It was the midcentury murder that fascinated a nation and kept it glued for two years to radio, television and newspapers through three trials.
Did the handsome, wealthy doctor and his beautiful young paramour plan to kill his glamorous socialite wife?
Or did the gun accidentally discharge as he claimed?
Early in the evening on July 18, 1959, Dr. Bernard Finch and his girlfriend, Carole Ann Tregoff, drove from their Las Vegas love-nest to the Finch home in the Los Angeles suburb of West Covina to speak to his wife Barbara about obtaining a speedy divorce in Nevada. But the plan went awry and the conversation turned deadly with Barbara’s lifeless body ending up in her in-laws’ backyard next door.

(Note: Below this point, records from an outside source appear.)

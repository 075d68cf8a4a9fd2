//! SSH implementation of the remote executor
//!
//! Each call opens its own session, authenticates, runs exactly one command on
//! an exec channel and disconnects. Nothing is pooled between calls.

use async_trait::async_trait;
use russh::client::{self, Handle};
use russh::{ChannelMsg, Disconnect};
use russh_keys::key;
use std::sync::Arc;
use std::time::Duration;
use tracing::{debug, warn};

use crate::error::{RemoteError, Result};
use crate::executor::{CommandOutput, RemoteExecutor};
use crate::target::{AuthMethod, ResolvedTarget};

/// SSH client settings
#[derive(Debug, Clone)]
pub struct SshConfig {
    /// Bound on TCP connect plus key exchange
    pub connect_timeout: Duration,
    /// Session is dropped after this long without traffic
    pub inactivity_timeout: Duration,
}

impl Default for SshConfig {
    fn default() -> Self {
        Self {
            connect_timeout: Duration::from_secs(10),
            inactivity_timeout: Duration::from_secs(600),
        }
    }
}

/// Remote executor over SSH
#[derive(Debug, Clone, Default)]
pub struct SshExecutor {
    config: SshConfig,
}

impl SshExecutor {
    pub fn new(config: SshConfig) -> Self {
        Self { config }
    }

    async fn run(
        &self,
        target: &ResolvedTarget,
        command: &str,
        input: Option<&[u8]>,
        timeout: Duration,
    ) -> Result<CommandOutput> {
        debug!(host = %target.host, "Executing SSH command: {}", command);

        let output = match tokio::time::timeout(timeout, self.run_session(target, command, input))
            .await
        {
            Ok(result) => result?,
            Err(_) => {
                warn!(host = %target.host, "SSH command timed out after {:?}", timeout);
                return Err(RemoteError::Timeout {
                    host: target.host.clone(),
                    timeout,
                });
            }
        };

        if output.exit_code != 0 {
            debug!(
                host = %target.host,
                "Command failed: exit_code={} stderr='{}'",
                output.exit_code,
                output.stderr.trim()
            );
            return Err(RemoteError::NonZeroExit {
                host: target.host.clone(),
                exit_code: output.exit_code,
                stdout: output.stdout,
                stderr: output.stderr,
            });
        }

        Ok(output)
    }

    async fn run_session(
        &self,
        target: &ResolvedTarget,
        command: &str,
        input: Option<&[u8]>,
    ) -> Result<CommandOutput> {
        let mut session = self.connect(target).await?;
        authenticate(&mut session, target).await?;

        let result = exec(&session, target, command, input).await;

        if let Err(e) = session
            .disconnect(Disconnect::ByApplication, "", "en")
            .await
        {
            debug!(host = %target.host, "Error while disconnecting: {}", e);
        }

        result
    }

    async fn connect(&self, target: &ResolvedTarget) -> Result<Handle<AcceptHostKey>> {
        let config = Arc::new(client::Config {
            inactivity_timeout: Some(self.config.inactivity_timeout),
            ..Default::default()
        });

        let connect = client::connect(config, (target.host.as_str(), target.port), AcceptHostKey);

        match tokio::time::timeout(self.config.connect_timeout, connect).await {
            Ok(Ok(session)) => Ok(session),
            Ok(Err(e)) => Err(RemoteError::connect(&target.host, target.port, e.to_string())),
            Err(_) => Err(RemoteError::connect(
                &target.host,
                target.port,
                format!(
                    "connection timed out after {}s",
                    self.config.connect_timeout.as_secs()
                ),
            )),
        }
    }
}

#[async_trait]
impl RemoteExecutor for SshExecutor {
    async fn execute(
        &self,
        target: &ResolvedTarget,
        command: &str,
        timeout: Duration,
    ) -> Result<CommandOutput> {
        self.run(target, command, None, timeout).await
    }

    async fn execute_with_input(
        &self,
        target: &ResolvedTarget,
        command: &str,
        input: &[u8],
        timeout: Duration,
    ) -> Result<CommandOutput> {
        self.run(target, command, Some(input), timeout).await
    }
}

async fn authenticate(session: &mut Handle<AcceptHostKey>, target: &ResolvedTarget) -> Result<()> {
    let accepted = match &target.auth {
        AuthMethod::Key(pair) => {
            session
                .authenticate_publickey(&target.username, Arc::clone(pair))
                .await
        }
        AuthMethod::Password(password) => {
            session
                .authenticate_password(&target.username, password)
                .await
        }
    }
    .map_err(|e| RemoteError::auth(&target.host, &target.username, e.to_string()))?;

    if !accepted {
        let method = if target.uses_key() { "public key" } else { "password" };
        return Err(RemoteError::auth(
            &target.host,
            &target.username,
            format!("{} authentication rejected by server", method),
        ));
    }

    Ok(())
}

async fn exec(
    session: &Handle<AcceptHostKey>,
    target: &ResolvedTarget,
    command: &str,
    input: Option<&[u8]>,
) -> Result<CommandOutput> {
    let protocol_error = |e: russh::Error| RemoteError::Channel {
        host: target.host.clone(),
        reason: e.to_string(),
    };

    let mut channel = session
        .channel_open_session()
        .await
        .map_err(protocol_error)?;

    channel.exec(true, command).await.map_err(protocol_error)?;

    if let Some(input) = input {
        channel.data(input).await.map_err(protocol_error)?;
        channel.eof().await.map_err(protocol_error)?;
    }

    let mut stdout = Vec::new();
    let mut stderr = Vec::new();
    let mut exit_code = None;

    while let Some(msg) = channel.wait().await {
        match msg {
            ChannelMsg::Data { data } => stdout.extend_from_slice(&data),
            // Extended data type 1 is stderr
            ChannelMsg::ExtendedData { data, ext } if ext == 1 => {
                stderr.extend_from_slice(&data)
            }
            ChannelMsg::ExitStatus { exit_status } => exit_code = Some(exit_status as i32),
            ChannelMsg::ExitSignal { .. } => exit_code = Some(-1),
            _ => {}
        }
    }

    let exit_code = exit_code.ok_or_else(|| RemoteError::Channel {
        host: target.host.clone(),
        reason: "channel closed without an exit status".to_string(),
    })?;

    Ok(CommandOutput {
        exit_code,
        stdout: String::from_utf8_lossy(&stdout).into_owned(),
        stderr: String::from_utf8_lossy(&stderr).into_owned(),
    })
}

/// Client handler accepting any host key
///
/// Fleet hosts are registered by operators out of band.
struct AcceptHostKey;

#[async_trait]
impl client::Handler for AcceptHostKey {
    type Error = russh::Error;

    async fn check_server_key(
        &mut self,
        _server_public_key: &key::PublicKey,
    ) -> std::result::Result<bool, Self::Error> {
        Ok(true)
    }
}

#[cfg(test)]
mod tests {
    use super::*;
    use crate::target::MachineTarget;

    #[test]
    fn test_default_config() {
        let config = SshConfig::default();
        assert_eq!(config.connect_timeout, Duration::from_secs(10));
        assert_eq!(config.inactivity_timeout, Duration::from_secs(600));
    }

    #[tokio::test]
    async fn test_unreachable_host_is_connect_failure() {
        let executor = SshExecutor::new(SshConfig {
            connect_timeout: Duration::from_secs(2),
            ..Default::default()
        });
        // Port 1 on loopback is closed on any sane test host
        let mut target = MachineTarget::with_password(1, "127.0.0.1", "ops", "secret");
        target.port = 1;
        let resolved = target.resolve().unwrap();

        let err = executor
            .execute(&resolved, "echo ok", Duration::from_secs(5))
            .await
            .unwrap_err();

        assert!(matches!(err, RemoteError::Connect { .. }));
        assert!(err.is_retryable());
    }
}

After a high-speed chase with police, Finch was arrested the next morning in Las Vegas and charged with Barbara’s murder. Then, during his court hearing in West Covina, Carole was arrested on the witness stand and charged as his accomplice.
Soon others were named as part of a larger conspiracy. But who were they and what parts did they play in these deadly events?

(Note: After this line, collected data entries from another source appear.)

//! Task ledger domain types
//!
//! A [`Task`] records one orchestration operation over a set of machines; each
//! machine contributes an ordered sequence of [`TaskStep`]s.

use chrono::{DateTime, Utc};
use serde::{Deserialize, Serialize};
use std::collections::BTreeMap;
use std::fmt;
use std::str::FromStr;
use uuid::Uuid;

use crate::domain::lifecycle::OperationKind;
use crate::{MachineId, PipelineId};

/// Durable record of one orchestration operation
#[derive(Debug, Clone, Serialize, Deserialize)]
pub struct Task {
    pub id: Uuid,
    pub pipeline_id: PipelineId,
    pub operation: OperationKind,
    pub name: String,
    pub status: TaskStatus,
    pub error_message: Option<String>,
    pub created_at: DateTime<Utc>,
    pub updated_at: DateTime<Utc>,
    pub started_at: Option<DateTime<Utc>>,
    pub finished_at: Option<DateTime<Utc>>,
}

impl Task {
    pub fn new(pipeline_id: PipelineId, operation: OperationKind) -> Self {
        let now = Utc::now();
        Self {
            id: Uuid::new_v4(),
            pipeline_id,
            operation,
            name: format!("{} pipeline {}", operation.verb(), pipeline_id),
            status: TaskStatus::Pending,
            error_message: None,
            created_at: now,
            updated_at: now,
            started_at: None,
            finished_at: None,
        }
    }
}

/// Overall status of a task
#[derive(Debug, Clone, Copy, PartialEq, Eq, Hash, Serialize, Deserialize)]
#[serde(rename_all = "SCREAMING_SNAKE_CASE")]
pub enum TaskStatus {
    Pending,
    Running,
    Success,
    Failed,
    PartialFailure,
}

impl TaskStatus {
    pub fn is_terminal(self) -> bool {
        matches!(
            self,
            TaskStatus::Success | TaskStatus::Failed | TaskStatus::PartialFailure
        )
    }

    /// Folds per-machine step sequences into one task status
    ///
    /// `Success` iff every step succeeded, `Failed` iff every machine's sequence
    /// failed, `PartialFailure` otherwise. A task without steps ran nothing and
    /// is `Failed`.
    pub fn aggregate(steps: &[TaskStep]) -> TaskStatus {
        let mut per_machine: BTreeMap<MachineId, Vec<&TaskStep>> = BTreeMap::new();
        for step in steps {
            per_machine.entry(step.machine_id).or_default().push(step);
        }

        let outcomes: Vec<MachineOutcome> = per_machine
            .values()
            .map(|steps| MachineOutcome::of(steps.iter().copied()))
            .collect();

        Self::from_outcomes(&outcomes)
    }

    pub fn from_outcomes(outcomes: &[MachineOutcome]) -> TaskStatus {
        if outcomes.is_empty() {
            TaskStatus::Failed
        } else if outcomes.iter().all(|o| *o == MachineOutcome::Succeeded) {
            TaskStatus::Success
        } else if outcomes.iter().all(|o| *o == MachineOutcome::Failed) {
            TaskStatus::Failed
        } else {
            TaskStatus::PartialFailure
        }
    }

    pub fn as_str(self) -> &'static str {
        match self {
            TaskStatus::Pending => "PENDING",
            TaskStatus::Running => "RUNNING",
            TaskStatus::Success => "SUCCESS",
            TaskStatus::Failed => "FAILED",
            TaskStatus::PartialFailure => "PARTIAL_FAILURE",
        }
    }
}

impl fmt::Display for TaskStatus {
    fn fmt(&self, f: &mut fmt::Formatter<'_>) -> fmt::Result {
        f.write_str(self.as_str())
    }
}

impl FromStr for TaskStatus {
    type Err = String;

    fn from_str(s: &str) -> Result<Self, Self::Err> {
        match s {
            "PENDING" => Ok(TaskStatus::Pending),
            "RUNNING" => Ok(TaskStatus::Running),
            "SUCCESS" => Ok(TaskStatus::Success),
            "FAILED" => Ok(TaskStatus::Failed),
            "PARTIAL_FAILURE" => Ok(TaskStatus::PartialFailure),
            _ => Err(format!("Invalid task status: {s}")),
        }
    }
}

/// Result of one machine's step sequence
#[derive(Debug, Clone, Copy, PartialEq, Eq, Serialize, Deserialize)]
#[serde(rename_all = "snake_case")]
pub enum MachineOutcome {
    Succeeded,
    Failed,
    /// Some steps have not finished
    Incomplete,
}

impl MachineOutcome {
    pub fn of<'a>(steps: impl IntoIterator<Item = &'a TaskStep>) -> MachineOutcome {
        let mut all_success = true;
        for step in steps {
            match step.status {
                StepStatus::Failed => return MachineOutcome::Failed,
                StepStatus::Success => {}
                _ => all_success = false,
            }
        }

        if all_success {
            MachineOutcome::Succeeded
        } else {
            MachineOutcome::Incomplete
        }
    }
}

/// One unit of progress within a task, scoped to one machine
#[derive(Debug, Clone, Serialize, Deserialize)]
pub struct TaskStep {
    pub id: Uuid,
    pub task_id: Uuid,
    pub machine_id: MachineId,
    pub name: String,
    /// Position within the machine's sequence, starting at 0
    pub sequence: i32,
    pub status: StepStatus,
    pub output: Option<String>,
    pub error: Option<String>,
    pub created_at: DateTime<Utc>,
    pub started_at: Option<DateTime<Utc>>,
    pub ended_at: Option<DateTime<Utc>>,
}

impl TaskStep {
    pub fn new(task_id: Uuid, machine_id: MachineId, name: impl Into<String>, sequence: i32) -> Self {
        Self {
            id: Uuid::new_v4(),
            task_id,
            machine_id,
            name: name.into(),
            sequence,
            status: StepStatus::Pending,
            output: None,
            error: None,
            created_at: Utc::now(),
            started_at: None,
            ended_at: None,
        }
    }
}

/// Status of a single step
#[derive(Debug, Clone, Copy, PartialEq, Eq, Hash, Serialize, Deserialize)]
#[serde(rename_all = "SCREAMING_SNAKE_CASE")]
pub enum StepStatus {
    Pending,
    Running,
    Success,
    Failed,
    Skipped,
}

impl StepStatus {
    pub fn is_terminal(self) -> bool {
        matches!(
            self,
            StepStatus::Success | StepStatus::Failed | StepStatus::Skipped
        )
    }

    pub fn as_str(self) -> &'static str {
        match self {
            StepStatus::Pending => "PENDING",
            StepStatus::Running => "RUNNING",
            StepStatus::Success => "SUCCESS",
            StepStatus::Failed => "FAILED",
            StepStatus::Skipped => "SKIPPED",
        }
    }
}

impl fmt::Display for StepStatus {
    fn fmt(&self, f: &mut fmt::Formatter<'_>) -> fmt::Result {
        f.write_str(self.as_str())
    }
}

impl FromStr for StepStatus {
    type Err = String;

    fn from_str(s: &str) -> Result<Self, Self::Err> {
        match s {
            "PENDING" => Ok(StepStatus::Pending),
            "RUNNING" => Ok(StepStatus::Running),
            "SUCCESS" => Ok(StepStatus::Success),
            "FAILED" => Ok(StepStatus::Failed),
            "SKIPPED" => Ok(StepStatus::Skipped),
            _ => Err(format!("Invalid step status: {s}")),
        }
    }
}

#[cfg(test)]
mod tests {
    use super::*;

    fn step(machine_id: MachineId, sequence: i32, status: StepStatus) -> TaskStep {
        let mut step = TaskStep::new(Uuid::nil(), machine_id, "step", sequence);
        step.status = status;
        step
    }

    #[test]
    fn test_aggregate_all_success() {
        let steps = vec![
            step(1, 0, StepStatus::Success),
            step(1, 1, StepStatus::Success),
            step(2, 0, StepStatus::Success),
        ];
        assert_eq!(TaskStatus::aggregate(&steps), TaskStatus::Success);
    }

    #[test]
    fn test_aggregate_every_machine_failed() {
        let steps = vec![
            step(1, 0, StepStatus::Failed),
            step(1, 1, StepStatus::Skipped),
            step(2, 0, StepStatus::Success),
            step(2, 1, StepStatus::Failed),
        ];
        assert_eq!(TaskStatus::aggregate(&steps), TaskStatus::Failed);
    }

    #[test]
    fn test_aggregate_one_bad_node() {
        let steps = vec![
            step(1, 0, StepStatus::Success),
            step(2, 0, StepStatus::Failed),
            step(2, 1, StepStatus::Skipped),
        ];
        assert_eq!(TaskStatus::aggregate(&steps), TaskStatus::PartialFailure);
    }

    #[test]
    fn test_aggregate_unfinished_machine_is_not_success() {
        let steps = vec![step(1, 0, StepStatus::Success), step(1, 1, StepStatus::Running)];
        assert_eq!(TaskStatus::aggregate(&steps), TaskStatus::PartialFailure);
    }

    #[test]
    fn test_aggregate_without_steps_is_failed() {
        assert_eq!(TaskStatus::aggregate(&[]), TaskStatus::Failed);
        assert_eq!(TaskStatus::from_outcomes(&[]), TaskStatus::Failed);
    }

    #[test]
    fn test_status_strings() {
        for status in [
            TaskStatus::Pending,
            TaskStatus::Running,
            TaskStatus::Success,
            TaskStatus::Failed,
            TaskStatus::PartialFailure,
        ] {
            assert_eq!(status.as_str().parse::<TaskStatus>().unwrap(), status);
        }
        assert_eq!("SKIPPED".parse::<StepStatus>().unwrap(), StepStatus::Skipped);
        assert!("DONE".parse::<StepStatus>().is_err());
    }
}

Set against the midcentury CinemaScope glamour of Hollywood, Las Vegas and Palm Springs, “Satin Pumps: The Moonlit Murder That Mesmerized The Nation” is a true crime memoir written by former Finch patient, screenwriter and author Steve Kosareff.
An unusual true crime book, in that it is also a memoir, and not of anybody directly connected to the crime. Dr. Finch was Kosareff’s doctor when he was a child.
All I have to say is that it was an interesting story written from a unique angle. As I don’t know the true facts connected to the crime, I can’t comment on its veracity. However, the book was well-written.
Note: BookSirens provided me with a free advance review copy, and I am leaving this review voluntarily.